So what makes it so special that I’m declaring my “love” for this Sportster custom known as Animal? It’s not what you might think as nothing so special like it’s never been done before in all honesty, but it’s a dandy piece of combining all the things that pull at my custom bike heart strings in jus the right way. It’s light, fast, loud, sharp looking with a nice stance, and just begs me to get on and ride the hell out of that mess of vibrations known as a non-rubber mount Sporty. Yup, this was originally a stock 2002 Harley-Davidson XL 883 with its own back story.
Seems that this bike once belonged to an ex-wife of Chris Garrison and, well, you know how all that crap goes. Chris tried to make the best of a bad thing and put this baby through the custom mill until W.T. Customs and CG Customs had erased most anything related to its former life with a former wife. W.T. Customs performed the heavy metal fabrication work like the exquisite hardtail rear and the just-right neck stretch that sets the hot rod tone for the rest of the build. W.T Customs has over 50 photos of this build on their Facebook page and it’s fun to watch Animal come to life a photo at a time.
But wait, there are more things that might not hit you in the face when you first look like the gorgeous oil tank or the wonderfully designed and fabbed clubman café bars. And, you can’t overlook the other pieces of tinwork like the fuel tank with site gauge or the big bastard headlight that has got to be a blast barreling along the highway behind. Apparently Chris was a bit of a biker even when he was a kid pedaling a BMX bike around as he’s incorporated BMX pedals for footpegs and has a nifty Mongoose Bicycles head tube badge proudly attached to the Sporty’s head tube. You can take the boy off the BMX bike, but you can’t take the BMX spirit out of the boy and that’s a good thing.
The 883cc engine found itself a little short on cubic-centimeters so Chris did the beast thing you can with an 883 and easily upped the ante to a full-blown 1200cc. That increase in size along with a bit of headwork and a hotter cam makes those W.T. Customs’ fabricated pipes sing the internally-combusted Sportster song it was always intended to before the DOT and EPA put a stranglehold on showroom floor volume. The header wrapping might be hip and stylish, but looks absolutely necessary to help keep the exhaust heat in check with the rider’s right leg in such close proximity to hot, spent gases.
What CG Customs is really all about is paint, paint, and more paint. Chris paints most anything from bikes to cars to boats and, well, whaddaya got? He’s not just some fly-by-night painter either as he’s done commissions like fixing and repainting a historic million-dollar-plus Porsche 908 race car. You gotta be pretty damn good with paint before a Porsche purist will let you near their vehicle and he is from what I’ve seen of his work. On this bike Chris has laid down a lovely sparkly gold base with (what I know as) a fish scale design paneling throughout the bodywork. It looks simple, clean, and fits the persona of this Sportster café bobber perfectly.

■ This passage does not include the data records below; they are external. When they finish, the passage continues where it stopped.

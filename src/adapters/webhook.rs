use crate::domain::events::WorkflowEvent;
use crate::domain::ports::NotificationSink;
use crate::utils::error::{MarketError, Result};
use async_trait::async_trait;
use url::Url;

/// Posts every workflow event to a chat webhook as a fenced audit line.
/// Delivery failures are logged and swallowed; the workflow itself never
/// blocks on the audit channel.
pub struct WebhookSink {
    client: reqwest::Client,
    url: Url,
}

impl WebhookSink {
    pub fn new(url: &str) -> Result<Self> {
        let url = Url::parse(url).map_err(|err| MarketError::Config {
            message: format!("invalid webhook URL: {err}"),
        })?;
        Ok(Self {
            client: reqwest::Client::new(),
            url,
        })
    }

    async fn post(&self, event: &WorkflowEvent) -> std::result::Result<(), reqwest::Error> {
        let payload = serde_json::json!({
            "content": format!("```{}```", event.audit_line()),
        });
        self.client
            .post(self.url.clone())
            .json(&payload)
            .send()
            .await?
            .error_for_status()?;
        Ok(())
    }
}

#[async_trait]
impl NotificationSink for WebhookSink {
    async fn notify(&self, event: &WorkflowEvent) {
        if let Err(err) = self.post(event).await {
            tracing::warn!(kind = ?event.kind(), error = %err, "webhook delivery failed");
        }
    }
}

/// Fallback sink for deployments without a webhook: audit lines go to the
/// structured log instead.
#[derive(Debug, Default)]
pub struct TracingSink;

#[async_trait]
impl NotificationSink for TracingSink {
    async fn notify(&self, event: &WorkflowEvent) {
        tracing::info!(kind = ?event.kind(), "{}", event.audit_line());
    }
}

All in all, I really do love this bike as it looks like something I’d want to ride and ride hard with a big sh*t-eating grin on my face because it was so much silly fun. Chris may have unfortunately lost a wife, but he gained a wicked ride out of the deal and winning big-time awards is not too shabby a deal either. Seems like Chris may have won out in the long run and even if he wasn’t the big winner as he sees it, his bike is a big winner in my eyes. Love it, love it, love it.